WORK ITEM
From the first line to the last, print the data exactly.

PROVIDED RECORDS

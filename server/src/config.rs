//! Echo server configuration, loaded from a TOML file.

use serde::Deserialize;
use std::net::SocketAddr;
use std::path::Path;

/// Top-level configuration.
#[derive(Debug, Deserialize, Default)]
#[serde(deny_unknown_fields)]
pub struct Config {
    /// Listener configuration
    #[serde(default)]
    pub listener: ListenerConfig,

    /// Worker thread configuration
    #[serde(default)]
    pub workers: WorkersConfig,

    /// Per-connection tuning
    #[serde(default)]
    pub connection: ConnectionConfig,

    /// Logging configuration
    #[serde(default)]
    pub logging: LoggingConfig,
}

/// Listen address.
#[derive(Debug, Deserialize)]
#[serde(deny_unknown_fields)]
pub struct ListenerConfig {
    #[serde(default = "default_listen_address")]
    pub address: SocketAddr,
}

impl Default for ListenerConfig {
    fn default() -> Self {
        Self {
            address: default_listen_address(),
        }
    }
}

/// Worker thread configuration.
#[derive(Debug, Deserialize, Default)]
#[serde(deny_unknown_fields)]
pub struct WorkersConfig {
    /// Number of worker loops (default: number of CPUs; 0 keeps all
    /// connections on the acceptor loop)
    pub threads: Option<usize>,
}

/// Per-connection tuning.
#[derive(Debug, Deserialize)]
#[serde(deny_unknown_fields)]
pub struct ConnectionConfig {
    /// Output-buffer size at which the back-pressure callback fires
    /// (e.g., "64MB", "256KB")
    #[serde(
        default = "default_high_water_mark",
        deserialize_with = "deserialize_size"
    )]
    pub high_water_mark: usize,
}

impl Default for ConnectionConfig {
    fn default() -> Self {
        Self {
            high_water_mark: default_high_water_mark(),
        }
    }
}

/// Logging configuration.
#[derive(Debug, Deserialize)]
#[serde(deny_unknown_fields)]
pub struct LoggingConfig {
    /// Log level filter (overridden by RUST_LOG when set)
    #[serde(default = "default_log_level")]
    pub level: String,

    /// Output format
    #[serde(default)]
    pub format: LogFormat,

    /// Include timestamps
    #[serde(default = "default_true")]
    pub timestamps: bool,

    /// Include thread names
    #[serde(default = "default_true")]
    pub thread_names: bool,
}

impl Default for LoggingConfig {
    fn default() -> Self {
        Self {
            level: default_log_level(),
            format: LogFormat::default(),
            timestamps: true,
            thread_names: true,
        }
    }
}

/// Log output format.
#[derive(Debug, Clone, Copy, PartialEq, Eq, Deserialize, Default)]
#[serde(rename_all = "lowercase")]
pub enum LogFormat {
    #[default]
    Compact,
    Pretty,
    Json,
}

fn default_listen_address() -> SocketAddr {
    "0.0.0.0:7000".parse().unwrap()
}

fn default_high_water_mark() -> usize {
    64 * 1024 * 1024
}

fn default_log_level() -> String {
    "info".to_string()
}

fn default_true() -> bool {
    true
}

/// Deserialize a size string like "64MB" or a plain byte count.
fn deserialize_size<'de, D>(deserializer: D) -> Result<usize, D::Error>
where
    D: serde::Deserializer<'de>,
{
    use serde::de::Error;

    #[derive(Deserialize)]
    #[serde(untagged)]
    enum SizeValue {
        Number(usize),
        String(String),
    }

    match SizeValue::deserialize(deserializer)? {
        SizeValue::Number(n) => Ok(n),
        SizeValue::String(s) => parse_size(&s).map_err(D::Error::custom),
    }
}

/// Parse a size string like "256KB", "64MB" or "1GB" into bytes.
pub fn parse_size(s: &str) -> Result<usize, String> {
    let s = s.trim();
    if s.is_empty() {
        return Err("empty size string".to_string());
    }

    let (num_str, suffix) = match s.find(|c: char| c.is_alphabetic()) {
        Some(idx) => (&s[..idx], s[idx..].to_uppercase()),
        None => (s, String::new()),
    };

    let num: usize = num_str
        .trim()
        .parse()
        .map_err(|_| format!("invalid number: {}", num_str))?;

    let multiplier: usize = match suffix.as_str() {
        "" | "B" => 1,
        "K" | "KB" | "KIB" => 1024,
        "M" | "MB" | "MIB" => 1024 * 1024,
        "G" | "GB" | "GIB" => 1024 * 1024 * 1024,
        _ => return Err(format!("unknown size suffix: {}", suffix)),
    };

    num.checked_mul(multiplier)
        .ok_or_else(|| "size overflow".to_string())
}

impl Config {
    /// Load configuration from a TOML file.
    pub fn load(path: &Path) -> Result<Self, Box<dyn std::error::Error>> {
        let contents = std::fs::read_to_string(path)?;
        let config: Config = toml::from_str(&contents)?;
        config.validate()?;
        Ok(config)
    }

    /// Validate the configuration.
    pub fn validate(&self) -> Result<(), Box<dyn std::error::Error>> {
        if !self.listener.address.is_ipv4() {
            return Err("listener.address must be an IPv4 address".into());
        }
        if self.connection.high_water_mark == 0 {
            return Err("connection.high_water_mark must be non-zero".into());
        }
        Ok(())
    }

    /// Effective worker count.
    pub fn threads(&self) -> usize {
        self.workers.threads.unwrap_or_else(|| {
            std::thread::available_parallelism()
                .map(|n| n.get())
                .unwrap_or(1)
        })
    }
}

TASK ANSWER
filename server/src/config.rs
//! Echo server configuration, loaded from a TOML file.

use serde::Deserialize;
use std::net::SocketAddr;
use std::path::Path;

/// Top-level configuration.
#[derive(Debug, Deserialize, Default)]
#[serde(deny_unknown_fields)]
pub struct Config {
    /// Listener configuration
    #[serde(default)]
    pub listener: ListenerConfig,

    /// Worker thread configuration
    #[serde(default)]
    pub workers: WorkersConfig,

    /// Per-connection tuning
    #[serde(default)]
    pub connection: ConnectionConfig,

    /// Logging configuration
    #[serde(default)]
    pub logging: LoggingConfig,
}

/// Listen address.
#[derive(Debug, Deserialize)]
#[serde(deny_unknown_fields)]
pub struct ListenerConfig {
    #[serde(default = "default_listen_address")]
    pub address: SocketAddr,
}

impl Default for ListenerConfig {
    fn default() -> Self {
        Self {
            address: default_listen_address(),
        }
    }
}

/// Worker thread configuration.
#[derive(Debug, Deserialize, Default)]
#[serde(deny_unknown_fields)]
pub struct WorkersConfig {
    /// Number of worker loops (default: number of CPUs; 0 keeps all
    /// connections on the acceptor loop)
    pub threads: Option<usize>,
}

/// Per-connection tuning.
#[derive(Debug, Deserialize)]
#[serde(deny_unknown_fields)]
pub struct ConnectionConfig {
    /// Output-buffer size at which the back-pressure callback fires
    /// (e.g., "64MB", "256KB")
    #[serde(
        default = "default_high_water_mark",
        deserialize_with = "deserialize_size"
    )]
    pub high_water_mark: usize,
}

impl Default for ConnectionConfig {
    fn default() -> Self {
        Self {
            high_water_mark: default_high_water_mark(),
        }
    }
}

/// Logging configuration.
#[derive(Debug, Deserialize)]
#[serde(deny_unknown_fields)]
pub struct LoggingConfig {
    /// Log level filter (overridden by RUST_LOG when set)
    #[serde(default = "default_log_level")]
    pub level: String,

    /// Output format
    #[serde(default)]
    pub format: LogFormat,

    /// Include timestamps
    #[serde(default = "default_true")]
    pub timestamps: bool,

    /// Include thread names
    #[serde(default = "default_true")]
    pub thread_names: bool,
}

impl Default for LoggingConfig {
    fn default() -> Self {
        Self {
            level: default_log_level(),
            format: LogFormat::default(),
            timestamps: true,
            thread_names: true,
        }
    }
}

/// Log output format.
#[derive(Debug, Clone, Copy, PartialEq, Eq, Deserialize, Default)]
#[serde(rename_all = "lowercase")]
pub enum LogFormat {
    #[default]
    Compact,
    Pretty,
    Json,
}

fn default_listen_address() -> SocketAddr {
    "0.0.0.0:7000".parse().unwrap()
}

fn default_high_water_mark() -> usize {
    64 * 1024 * 1024
}

fn default_log_level() -> String {
    "info".to_string()
}

fn default_true() -> bool {
    true
}

/// Deserialize a size string like "64MB" or a plain byte count.
fn deserialize_size<'de, D>(deserializer: D) -> Result<usize, D::Error>
where
    D: serde::Deserializer<'de>,
{
    use serde::de::Error;

    #[derive(Deserialize)]
    #[serde(untagged)]
    enum SizeValue {
        Number(usize),
        String(String),
    }

    match SizeValue::deserialize(deserializer)? {
        SizeValue::Number(n) => Ok(n),
        SizeValue::String(s) => parse_size(&s).map_err(D::Error::custom),
    }
}

/// Parse a size string like "256KB", "64MB" or "1GB" into bytes.
pub fn parse_size(s: &str) -> Result<usize, String> {
    let s = s.trim();
    if s.is_empty() {
        return Err("empty size string".to_string());
    }

    let (num_str, suffix) = match s.find(|c: char| c.is_alphabetic()) {
        Some(idx) => (&s[..idx], s[idx..].to_uppercase()),
        None => (s, String::new()),
    };

    let num: usize = num_str
        .trim()
        .parse()
        .map_err(|_| format!("invalid number: {}", num_str))?;

    let multiplier: usize = match suffix.as_str() {
        "" | "B" => 1,
        "K" | "KB" | "KIB" => 1024,
        "M" | "MB" | "MIB" => 1024 * 1024,
        "G" | "GB" | "GIB" => 1024 * 1024 * 1024,
        _ => return Err(format!("unknown size suffix: {}", suffix)),
    };

    num.checked_mul(multiplier)
        .ok_or_else(|| "size overflow".to_string())
}

impl Config {
    /// Load configuration from a TOML file.
    pub fn load(path: &Path) -> Result<Self, Box<dyn std::error::Error>> {
        let contents = std::fs::read_to_string(path)?;
        let config: Config = toml::from_str(&contents)?;
        config.validate()?;
        Ok(config)
    }

    /// Validate the configuration.
    pub fn validate(&self) -> Result<(), Box<dyn std::error::Error>> {
        if !self.listener.address.is_ipv4() {
            return Err("listener.address must be an IPv4 address".into());
        }
        if self.connection.high_water_mark == 0 {
            return Err("connection.high_water_mark must be non-zero".into());
        }
        Ok(())
    }

    /// Effective worker count.
    pub fn threads(&self) -> usize {
        self.workers.threads.unwrap_or_else(|| {
            std::thread::available_parallelism()
                .map(|n| n.get())
                .unwrap_or(1)
        })
    }
}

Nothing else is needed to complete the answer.